**WHAT TO DO:** Only the lines from the one with "impl Default for" to the end of the data below should be given again, exactly as written.

(Recorded data)
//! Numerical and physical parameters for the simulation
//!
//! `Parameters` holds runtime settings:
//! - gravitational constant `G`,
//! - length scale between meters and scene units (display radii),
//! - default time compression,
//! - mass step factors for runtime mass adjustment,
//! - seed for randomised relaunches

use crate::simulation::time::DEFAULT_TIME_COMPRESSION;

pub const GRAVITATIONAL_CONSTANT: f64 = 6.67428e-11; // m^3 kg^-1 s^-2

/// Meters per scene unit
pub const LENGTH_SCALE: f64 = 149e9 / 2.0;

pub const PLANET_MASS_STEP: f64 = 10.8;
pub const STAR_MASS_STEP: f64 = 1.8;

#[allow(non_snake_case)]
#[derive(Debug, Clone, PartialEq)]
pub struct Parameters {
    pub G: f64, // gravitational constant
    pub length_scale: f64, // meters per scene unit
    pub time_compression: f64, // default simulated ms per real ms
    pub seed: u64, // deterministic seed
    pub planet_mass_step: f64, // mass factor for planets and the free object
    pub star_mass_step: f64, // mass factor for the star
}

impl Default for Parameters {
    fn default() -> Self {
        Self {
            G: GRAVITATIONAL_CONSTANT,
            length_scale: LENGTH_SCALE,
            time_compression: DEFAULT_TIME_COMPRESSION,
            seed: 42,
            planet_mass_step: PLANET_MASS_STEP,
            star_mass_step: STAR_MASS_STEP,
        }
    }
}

**TASK OUTPUT:**
impl Default for Parameters {
    fn default() -> Self {
        Self {
            G: GRAVITATIONAL_CONSTANT,
            length_scale: LENGTH_SCALE,
            time_compression: DEFAULT_TIME_COMPRESSION,
            seed: 42,
            planet_mass_step: PLANET_MASS_STEP,
            star_mass_step: STAR_MASS_STEP,
        }
    }
}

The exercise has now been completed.